There is less focus on ‘men and masculinity’ as a subject of study. The argument is that equal
attention can be paid to men and masculinity on how men also suffer from toxic masculinity. For
example, men have to be a breadwinner, protector, strong, brave, rational, domineering, etc.
otherwise they are effeminate and not ‘manly’. Men have to prove their manliness. However, more
IR feminists like Tickner have examined both masculinity and femininity in her work. Feminists are
working on intersectionality and alternative forms of knowledge for example indigenous knowledge
tradition. The argument is that when feminist started its intellectual engagement with international
relations it focus on women because it was the largest marginalised group that major IR theories
didn’t take into consideration. But over time as IR theories opened up to gender analysis feminist
have expanded its concerns and views in other sectors as well. Another criticism against the feminist
IR scholars is that, while offering important insights, they have failed to construct a theory of their
own. Feminist analysis of international relations is largely considered as a meta-theory since they do
not have grand theories about international politics like traditional IR theories like Liberalism and
Realism. They are accused of not being able to provide a coherent account of the nature of
international relations. There is no single ‘feminist paradigm’ but several strands of feminism working
in the field. The immediate response from the feminist community was that it was not possible to
reduce multiple realities into a single theory nor it is desirable.

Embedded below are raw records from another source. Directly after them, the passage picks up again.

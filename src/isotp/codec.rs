//! Segmentation and reassembly of ISO-TP packets, independent of any CAN adapter.

use tracing::{debug, warn};

use crate::isotp::constants::{FrameType, CF_DL, FF_DL, MAX_PACKET_LEN, MAX_SF_DL};
use crate::isotp::error::Error;

const CAN_DL: usize = 8;

fn pad(buf: &mut Vec<u8>, padding: Option<u8>) {
    if let Some(padding) = padding {
        buf.resize(CAN_DL, padding);
    }
}

/// Split `data` into the CAN payloads of a Single Frame, or a First Frame followed by Consecutive Frames.
/// Frames are filled up to 8 bytes when `padding` is set.
pub fn segment(data: &[u8], padding: Option<u8>) -> Result<Vec<Vec<u8>>, Error> {
    if data.is_empty() {
        return Err(Error::EmptyPacket);
    }
    if data.len() > MAX_PACKET_LEN {
        return Err(Error::DataTooLarge(data.len()));
    }

    if data.len() <= MAX_SF_DL {
        let mut buf = vec![FrameType::Single as u8 | data.len() as u8];
        buf.extend(data);
        pad(&mut buf, padding);
        return Ok(vec![buf]);
    }

    let mut frames = Vec::with_capacity(1 + (data.len() - FF_DL).div_ceil(CF_DL));

    let b0: u8 = FrameType::First as u8 | ((data.len() >> 8) & 0xF) as u8;
    let b1: u8 = (data.len() & 0xFF) as u8;
    let mut buf = vec![b0, b1];
    buf.extend(&data[..FF_DL]);
    frames.push(buf);

    for (idx, chunk) in data[FF_DL..].chunks(CF_DL).enumerate() {
        let seq = ((idx + 1) & 0xF) as u8;
        let mut buf = vec![FrameType::Consecutive as u8 | seq];
        buf.extend(chunk);
        pad(&mut buf, padding);
        frames.push(buf);
    }

    Ok(frames)
}

/// Result of feeding one frame into the [`Reassembler`].
#[derive(Debug, PartialEq)]
pub enum Progress {
    /// The frame was malformed or too short and has been dropped.
    Ignored,
    /// The sender now waits for a Flow Control frame (after a First Frame, or after a full block).
    FlowControlRequired,
    /// Consecutive Frame accepted, more data is expected.
    InProgress,
    /// A full packet was received.
    Complete(Vec<u8>),
}

enum State {
    Idle,
    Receiving {
        len: usize,
        buf: Vec<u8>,
        next_seq: u8,
        block_count: u8,
    },
}

/// Receive state machine for one ISO-TP channel. Sequence errors are fatal for the packet: the state is reset and
/// the error returned, no resynchronization is attempted.
pub struct Reassembler {
    state: State,
    block_size: u8,
}

impl Reassembler {
    /// `block_size` is the value we advertise in our Flow Control frames, 0 for unlimited.
    pub fn new(block_size: u8) -> Self {
        Self {
            state: State::Idle,
            block_size,
        }
    }

    pub fn is_idle(&self) -> bool {
        matches!(self.state, State::Idle)
    }

    pub fn reset(&mut self) {
        self.state = State::Idle;
    }

    fn abort_in_progress(&mut self) {
        if let State::Receiving { len, buf, .. } = &self.state {
            warn!("Aborting reception after {}/{} bytes, new packet started", buf.len(), len);
        }
        self.state = State::Idle;
    }

    /// Feed the data bytes of one CAN frame.
    pub fn feed(&mut self, data: &[u8]) -> Result<Progress, Error> {
        if data.is_empty() {
            warn!("Dropping empty frame");
            return Ok(Progress::Ignored);
        }

        match FrameType::from(data[0]) {
            FrameType::Single => self.single_frame(data),
            FrameType::First => self.first_frame(data),
            FrameType::Consecutive => self.consecutive_frame(data),
            FrameType::FlowControl => {
                self.state = State::Idle;
                Err(Error::UnexpectedFrame("Flow Control"))
            }
            FrameType::Unknown => {
                self.state = State::Idle;
                Err(Error::UnknownFrameType)
            }
        }
    }

    fn single_frame(&mut self, data: &[u8]) -> Result<Progress, Error> {
        let len = (data[0] & 0xF) as usize;
        if len == 0 || len > data.len() - 1 {
            warn!("Dropping malformed SF {}", hex::encode(data));
            return Ok(Progress::Ignored);
        }

        debug!("RX SF, length: {} data {}", len, hex::encode(data));
        self.abort_in_progress();
        Ok(Progress::Complete(data[1..len + 1].to_vec()))
    }

    fn first_frame(&mut self, data: &[u8]) -> Result<Progress, Error> {
        if data.len() < CAN_DL {
            warn!("Dropping short FF {}", hex::encode(data));
            return Ok(Progress::Ignored);
        }

        let b0 = data[0] as u16;
        let b1 = data[1] as u16;
        let len = ((b0 << 8 | b1) & 0xFFF) as usize;
        if len <= MAX_SF_DL {
            warn!("Dropping FF with invalid length {}", len);
            return Ok(Progress::Ignored);
        }

        debug!("RX FF, length: {}, data {}", len, hex::encode(data));
        self.abort_in_progress();

        let mut buf = Vec::with_capacity(len);
        buf.extend(&data[2..2 + FF_DL]);
        self.state = State::Receiving {
            len,
            buf,
            next_seq: 1,
            block_count: 0,
        };
        Ok(Progress::FlowControlRequired)
    }

    fn consecutive_frame(&mut self, data: &[u8]) -> Result<Progress, Error> {
        let block_size = self.block_size;
        let State::Receiving {
            len,
            buf,
            next_seq,
            block_count,
        } = &mut self.state
        else {
            return Err(Error::UnexpectedFrame("Consecutive"));
        };

        let msg_idx = data[0] & 0xF;
        if msg_idx != *next_seq {
            let expected = *next_seq;
            self.state = State::Idle;
            return Err(Error::OutOfOrder {
                expected,
                actual: msg_idx,
            });
        }

        if data.len() < 2 {
            warn!("Dropping empty CF");
            return Ok(Progress::Ignored);
        }

        let remaining_len = *len - buf.len();
        let end_idx = std::cmp::min(remaining_len + 1, data.len());
        buf.extend(&data[1..end_idx]);
        debug!("RX CF, idx: {}, data {}", msg_idx, hex::encode(data));

        *next_seq = (*next_seq + 1) & 0xF;
        *block_count += 1;

        if buf.len() >= *len {
            let buf = std::mem::take(buf);
            self.state = State::Idle;
            return Ok(Progress::Complete(buf));
        }

        if block_size > 0 && *block_count == block_size {
            *block_count = 0;
            return Ok(Progress::FlowControlRequired);
        }

        Ok(Progress::InProgress)
    }
}
//! Error types for the ISO-TP protocol.

use thiserror::Error;

#[derive(Error, Debug, PartialEq, Clone)]
pub enum Error {
    #[error("Empty Packet")]
    EmptyPacket,
    #[error("Data Too Large: {0} bytes")]
    DataTooLarge(usize),
    #[error("Flow Control")]
    FlowControl,
    #[error("Flow Control Overflow")]
    Overflow,
    #[error("Flow Control Wait Limit Exceeded")]
    FlowControlWaitExceeded,
    #[error("Out Of Order: expected sequence {expected}, got {actual}")]
    OutOfOrder { expected: u8, actual: u8 },
    #[error("Unexpected {0} Frame")]
    UnexpectedFrame(&'static str),
    #[error("Unknown Frame Type")]
    UnknownFrameType,
    #[error("Malformed Frame")]
    MalformedFrame,
}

Feminist IR scholars are also challenged by the assumption of a universal category of woman.
Women’s experiences are different; it differs from society to society and from culture to culture.
Experience of Western women is in deep contrast to women situated in Third World countries. This
particular argument is central to post-colonial and poststructuralist criticism of Western feminism.
There is a general acknowledgement of this ‘difference’ politics among the feminist but they
maintain while working towards it one shouldn’t lose the continued existence of gender inequalities
and violence on women across all cultures and societies.

Conclusion

Feminist analysis of international relations helps us to rethink and revisit some of the core concepts
in the field of IR which are taken for granted. They introduced a different form of knowledge and
helped to disclose the hierarchies and inequalities that are also shaping the world. Their main
contribution is ‘gender as a category of analysis’ for examining international relations. Gender
relations affect every aspect of international relations; state, war, diplomacy, international political
economy, etc. They destabilise the traditional IR theories but IR as a discipline got new insights. Since
the post-Cold War there has been enormous increase in the volume of feminist IR scholarship. Today,
feminist IR scholars are venturing into marginalised sectors and are vocal about it. Feminist
perspective is important for international relations.